I'm not a Nicholas Cage fan. My favorite film of his is the one where he's drinking himself to death (Leaving Las Vegas.) The rest of his work is somewhere between competent (The Color Out of Space) and higher-end trash (Gone in 60 Seconds, etc.) So hearing Dream Scenario described in the trailer as "Nic Cage at his very best!" was not exactly a selling point for me, unless we were talking about something akin to LLV. Dream Scenario kinda gets there at points, but still not with enough tragedy or emotion to really hit that level. Or, in all honesty, to sell its own story in the first place.
Nominally, it's about Paul (Cage), underachieving science teacher (That's your cue Breaking Bad fans) who suddenly becomes a bystander in thousands (millions?) of people's dreams. Given the nature of our interconnected society, he instantly becomes famous when his story is released to the Interwebs, courtesy an old girlfriend looking for subject matter for her blog. Life begins to go awry from there, but we never really depart the stiflingly mundane life that Paul has built for himself and which he sees no route to proceed from except via his long-unwritten book. Paul is not an appealing character, lacking even the basic sympathy or mild wit that someone like Walter White exhibits in the beginning of his story. Instead, Paul's utter lack of ambition and inability to self-examine is used as a lever by which to portray the sudden rise of "normal" people to fame through modern social media and all of the downfalls that can accompany that status when your life is suddenly exposed to the attention of millions of people who would otherwise have ignored you. Paul, of course, is the most ignorable of people, appreciated by no one but the dean of his small college (Brett (Tim Meadows)) and his wife, Janet (Julianne Nicholson) and then only reluctantly, it seems.
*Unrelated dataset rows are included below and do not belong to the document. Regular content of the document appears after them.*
//! Client engine errors

use thiserror::Error;
use vouch_core::{
    ActionId, AuditShapeError, AuditTime, CoreError, RoleId, StorageError, TransportError,
};

/// The host (or local application) refused an action; its local effect has
/// been rolled back.
#[derive(Debug, Clone, PartialEq, Eq, Error)]
#[error("Action {action_id} rejected: {reason}")]
pub struct ActionRejected {
    pub action_id: ActionId,
    pub reason: String,
}

#[derive(Debug, Clone, PartialEq, Eq, Error)]
pub enum SyncError {
    #[error(transparent)]
    Rejected(#[from] ActionRejected),

    /// Delivery failed; pending actions stay queued for the next exchange
    #[error("Transport failed: {0}")]
    Transport(#[from] TransportError),

    /// Local persistence failed; the step that failed left no trace
    #[error("Local storage failed: {0}")]
    Storage(#[from] StorageError),

    #[error("Core error: {0}")]
    Core(#[from] CoreError),

    /// A trail entry could not be decoded or authorized; the pass was aborted
    /// and resumes from the last confirmed watermark
    #[error("Untrusted trail entry at {time}: {reason}")]
    TrailEntry { time: AuditTime, reason: String },

    /// The host answered with a malformed audit
    #[error("Invalid response audit: {reason}")]
    InvalidAudit { reason: String },

    #[error("Role {role} is not known to this engine")]
    UnknownRole { role: RoleId },

    /// The role only audits; it cannot originate actions
    #[error("Role {role} is not controlled by this engine")]
    NotControlled { role: RoleId },

    #[error("Reconciliation did not settle after {rounds} rounds")]
    RoundsExhausted { rounds: usize },

    /// The caller stopped waiting; the work itself continues
    #[error("Timed out after {millis}ms")]
    Timeout { millis: u64 },

    /// The engine went away before the outcome was known
    #[error("Outcome abandoned: {reason}")]
    Abandoned { reason: String },
}

impl From<AuditShapeError> for SyncError {
    fn from(err: AuditShapeError) -> Self {
        SyncError::InvalidAudit {
            reason: err.to_string(),
        }
    }
}

impl SyncError {
    pub fn code(&self) -> &'static str {
        match self {
            SyncError::Rejected(_) => "sync_action_rejected",
            SyncError::Transport(err) => err.code(),
            SyncError::Storage(err) => err.code(),
            SyncError::Core(err) => err.code(),
            SyncError::TrailEntry { .. } => "sync_trail_entry",
            SyncError::InvalidAudit { .. } => "sync_invalid_audit",
            SyncError::UnknownRole { .. } => "sync_unknown_role",
            SyncError::NotControlled { .. } => "sync_not_controlled",
            SyncError::RoundsExhausted { .. } => "sync_rounds_exhausted",
            SyncError::Timeout { .. } => "sync_timeout",
            SyncError::Abandoned { .. } => "sync_abandoned",
        }
    }

    /// Whether trying the same call again may succeed
    pub fn is_retryable(&self) -> bool {
        matches!(
            self,
            SyncError::Transport(_)
                | SyncError::Storage(_)
                | SyncError::TrailEntry { .. }
                | SyncError::InvalidAudit { .. }
                | SyncError::RoundsExhausted { .. }
                | SyncError::Timeout { .. }
        )
    }
}

pub type SyncResult<T> = std::result::Result<T, SyncError>;

#[cfg(test)]
mod tests {
    use super::*;

    #[test]
    fn rejection_is_final_transport_is_not() {
        let rejected = SyncError::from(ActionRejected {
            action_id: ActionId::from_name("a"),
            reason: "precondition failed".to_string(),
        });
        assert!(!rejected.is_retryable());
        assert_eq!(rejected.code(), "sync_action_rejected");

        let transport = SyncError::from(TransportError::Timeout);
        assert!(transport.is_retryable());
        assert_eq!(transport.code(), "transport_timeout");
    }
}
There's nothing to engender sympathy about Paul's situation, which is the usual approach in situations like this and perhaps that was writer-director, Kristoffer Borgli's, intent to escape that typical angle; a move that I would normally applaud, especially when trying to tell a story that delivers a message about modern circumstances. But the message ends up being muddled because we find ourselves why we're bothering to watch this at all given that, again, Paul is so uninteresting as to be basically repellent to not only everyone around him in the film, but those watching it, too. There's some interest generated by the phenomenon itself (Jung was right-!) and why it's only happening to Paul, but pretty soon that's kind of shuffled to the side in the interest of delivering the "deeper" message about fame and all of its foibles. There are, quiet honestly, better ways to go about this and with far more interesting characters to do it with. Do you really want your audience to reach the point of disdain for your main character by the end of the film without him having done one interesting thing the whole time? I could watch any reality TV trash for two hours and get the same result. Even the almost-but-not-quite sex scene, set up to be a flashpoint which predictably fizzles, doesn't engender anything in the viewer except a question as to why they're still sitting there watching this.
Suffice it to say that I didn't "get it." I mean, I understand the point that Borgli was trying to make and sympathize with the idea, but it didn't sell me at all. I basically felt nothing but contempt for everyone in the film, to one degree or another, and not just because the person onscreen most often is an actor that I don't particularly appreciate. Maybe you could take the time to watch this on some streaming service if you're interested in oneiromancy about the world as a whole, but I wouldn't blame you at all if you didn't bother.